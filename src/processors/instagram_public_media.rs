//! Instagram Public Media preprocessor: the account's own post/story/reel
//! exports, each a standalone HTML file of post containers.

use std::fs;
use std::path::Path;

use chrono::{DateTime, Utc};
use kuchikiki::traits::*;
use log::info;
use serde::Serialize;
use serde_json::Value;

use crate::banned_paths::BannedPathFilter;
use crate::config::RunConfig;
use crate::error::AppResult;
use crate::failure_tracker::FailureTracker;
use crate::file_type::infer_file_type;
use crate::hasher::hash_file;
use crate::metadata_embed::{self, TagWrite};
use crate::models::{HashRegistry, MatchContext};
use crate::registry::Processor;

pub struct InstagramPublicMediaProcessor;

const HTML_FILES: &[&str] =
    &["posts_1.html", "archived_posts.html", "reels.html", "igtv_videos.html", "stories.html", "profile_photos.html", "other_content.html"];

impl Processor for InstagramPublicMediaProcessor {
    fn name(&self) -> &'static str {
        "Instagram Public Media"
    }

    fn priority(&self) -> i32 {
        30
    }

    fn detect(&self, input_dir: &Path) -> bool {
        media_root(input_dir).is_some()
    }

    fn process(&self, input_dir: &Path, output_dir: &Path, config: &RunConfig) -> AppResult<()> {
        let root = media_root(input_dir)
            .ok_or_else(|| crate::error::AppError::Validation("Instagram Public Media directory not found".into()))?;
        run(&root, output_dir, config)
    }
}

fn media_root(input_dir: &Path) -> Option<std::path::PathBuf> {
    let new_format = input_dir.join("your_instagram_activity").join("media");
    if new_format.is_dir() {
        return Some(new_format);
    }
    let legacy = input_dir.join("content");
    if legacy.is_dir() {
        return Some(legacy);
    }
    None
}

#[derive(Debug, Clone, Serialize)]
struct PostRecord {
    source_file: String,
    caption: Option<String>,
    created: Option<DateTime<Utc>>,
    latitude: Option<f64>,
    longitude: Option<f64>,
    media: Vec<String>,
}

struct ParsedPost {
    caption: Option<String>,
    created: Option<DateTime<Utc>>,
    gps: Option<(f64, f64)>,
    media_refs: Vec<String>,
}

fn parse_posts_html(html: &str) -> Vec<ParsedPost> {
    let document = kuchikiki::parse_html().one(html);
    let mut posts = Vec::new();

    let Ok(containers) = document.select("div._a6-p") else {
        return posts;
    };

    for container in containers {
        let node = container.as_node();

        let caption = node
            .select_first("div._a6-k")
            .map(|n| n.text_contents().trim().to_string())
            .ok()
            .filter(|s| !s.is_empty());

        let created = node.select_first("div._a6-q").ok().and_then(|n| {
            let text = n.text_contents();
            text.trim().parse::<i64>().ok().and_then(|epoch| DateTime::from_timestamp(epoch, 0))
        });

        let gps = extract_gps_pair(node);

        let mut media_refs = Vec::new();
        if let Ok(links) = node.select("a") {
            for link in links {
                if let Some(href) = link.attributes.borrow().get("href") {
                    media_refs.push(href.to_string());
                }
            }
        }
        if let Ok(imgs) = node.select("img") {
            for img in imgs {
                if let Some(src) = img.attributes.borrow().get("src") {
                    media_refs.push(src.to_string());
                }
            }
        }

        posts.push(ParsedPost { caption, created, gps, media_refs });
    }

    posts
}

/// Extracts the `_a6-q` Latitude/Longitude key/value div pairs Instagram
/// emits as two sibling divs: a label div reading `"Latitude"`, followed by
/// a value div, and likewise for `"Longitude"`.
fn extract_gps_pair(node: &kuchikiki::NodeRef) -> Option<(f64, f64)> {
    let divs = node.select("div._a6-q").ok()?;
    let texts: Vec<String> = divs.map(|n| n.text_contents().trim().to_string()).collect();

    let mut lat = None;
    let mut lon = None;
    let mut i = 0;
    while i + 1 < texts.len() {
        if texts[i].eq_ignore_ascii_case("latitude") {
            lat = texts[i + 1].parse::<f64>().ok();
        } else if texts[i].eq_ignore_ascii_case("longitude") {
            lon = texts[i + 1].parse::<f64>().ok();
        }
        i += 1;
    }

    match (lat, lon) {
        (Some(lat), Some(lon)) => Some((lat, lon)),
        _ => None,
    }
}

#[derive(Debug, Serialize)]
struct InstagramPublicMediaManifest {
    export_path: String,
    posts: Vec<PostRecord>,
}

fn run(root: &Path, output_dir: &Path, config: &RunConfig) -> AppResult<()> {
    let media_out = output_dir.join("media");
    fs::create_dir_all(&media_out)?;

    let banned = BannedPathFilter::new();
    let tracker = FailureTracker::new("Instagram Public Media", root.to_string_lossy());
    let hash_registry = HashRegistry::new();

    let mut post_records = Vec::new();

    for html_name in HTML_FILES {
        let html_path = root.join(html_name);
        if !html_path.is_file() {
            continue;
        }
        let Ok(html) = fs::read_to_string(&html_path) else { continue };

        for post in parse_posts_html(&html) {
            let mut media = Vec::new();

            for media_ref in &post.media_refs {
                let candidate = root.join(Path::new(media_ref).file_name().unwrap_or_default());
                if !candidate.is_file() || banned.is_banned(&candidate) {
                    tracker.add_orphaned_media(candidate.clone(), "media reference not found on disk", serde_json::json!({"source": html_name}));
                    continue;
                }
                let hash = match hash_file(&candidate) {
                    Ok(h) => h,
                    Err(e) => {
                        tracker.add_processing_failure(candidate.clone(), Value::Null, "hash failed", e.to_string(), serde_json::json!({}));
                        continue;
                    }
                };
                let filename = candidate.file_name().unwrap_or_default().to_string_lossy().to_string();
                let inferred = infer_file_type(&candidate, &filename, config.allow_cross_category);
                let dest_filename = format!("{hash}.{}", inferred.extension);
                let context = MatchContext::Generic { location: html_name.to_string() };
                let is_first = hash_registry.claim(&hash, &dest_filename, &candidate, context);
                let canonical_filename = if is_first {
                    fs::copy(&candidate, media_out.join(&dest_filename))?;
                    dest_filename
                } else {
                    hash_registry.get(&hash).map(|r| r.first_filename).unwrap_or(dest_filename)
                };
                media.push(canonical_filename);
            }

            post_records.push(PostRecord {
                source_file: html_name.to_string(),
                caption: post.caption,
                created: post.created,
                latitude: post.gps.map(|(lat, _)| lat),
                longitude: post.gps.map(|(_, lon)| lon),
                media,
            });
        }
    }

    embed_tags(&post_records, &media_out)?;

    let manifest = InstagramPublicMediaManifest { export_path: root.to_string_lossy().to_string(), posts: post_records };
    fs::write(output_dir.join("metadata.json"), serde_json::to_string_pretty(&manifest)?)?;
    tracker.handle_failures(output_dir);

    info!("Instagram Public Media: {} post(s) processed", manifest.posts.len());
    Ok(())
}

fn embed_tags(posts: &[PostRecord], media_out: &Path) -> AppResult<()> {
    let mut writes = Vec::new();
    for post in posts {
        let mut tags = serde_json::Map::new();
        if let Some(caption) = &post.caption {
            tags.insert("Description".into(), Value::String(caption.clone()));
        }
        if let (Some(lat), Some(lon)) = (post.latitude, post.longitude) {
            tags.insert("GPSLatitude".into(), Value::from(lat));
            tags.insert("GPSLongitude".into(), Value::from(lon));
            tags.insert("GPSLatitudeRef".into(), Value::String(if lat >= 0.0 { "N" } else { "S" }.into()));
            tags.insert("GPSLongitudeRef".into(), Value::String(if lon >= 0.0 { "E" } else { "W" }.into()));
        }
        if let Some(created) = post.created {
            tags.insert("DateTimeOriginal".into(), Value::String(created.format("%Y:%m:%d %H:%M:%S").to_string()));
        }
        if tags.is_empty() {
            continue;
        }
        for filename in &post.media {
            writes.push(TagWrite { source_file: media_out.join(filename), tags: Value::Object(tags.clone()) });
        }
    }
    metadata_embed::write_tags_batch(&writes)?;
    Ok(())
}

#[cfg(test)]
mod tests {
    use super::*;

    #[test]
    fn parses_gps_pair_from_label_value_divs() {
        let html = r#"<html><body><div class="_a6-p">
            <div class="_a6-q">Latitude</div><div class="_a6-q">37.7749</div>
            <div class="_a6-q">Longitude</div><div class="_a6-q">-122.4194</div>
        </div></body></html>"#;
        let document = kuchikiki::parse_html().one(html);
        let container = document.select_first("div._a6-p").unwrap();
        let gps = extract_gps_pair(container.as_node());
        assert_eq!(gps, Some((37.7749, -122.4194)));
    }

    #[test]
    fn returns_none_when_gps_absent() {
        let html = r#"<html><body><div class="_a6-p"></div></body></html>"#;
        let document = kuchikiki::parse_html().one(html);
        let container = document.select_first("div._a6-p").unwrap();
        assert_eq!(extract_gps_pair(container.as_node()), None);
    }
}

────────────────────

Aim of the exercise —
Output should match, line for line, the stretch of the material above from the line holding "(Some(lat), Some(lon)) =>" through the line holding "for html_name in".

Written response —
        (Some(lat), Some(lon)) => Some((lat, lon)),
        _ => None,
    }
}

#[derive(Debug, Serialize)]
struct InstagramPublicMediaManifest {
    export_path: String,
    posts: Vec<PostRecord>,
}

fn run(root: &Path, output_dir: &Path, config: &RunConfig) -> AppResult<()> {
    let media_out = output_dir.join("media");
    fs::create_dir_all(&media_out)?;

    let banned = BannedPathFilter::new();
    let tracker = FailureTracker::new("Instagram Public Media", root.to_string_lossy());
    let hash_registry = HashRegistry::new();

    let mut post_records = Vec::new();

    for html_name in HTML_FILES {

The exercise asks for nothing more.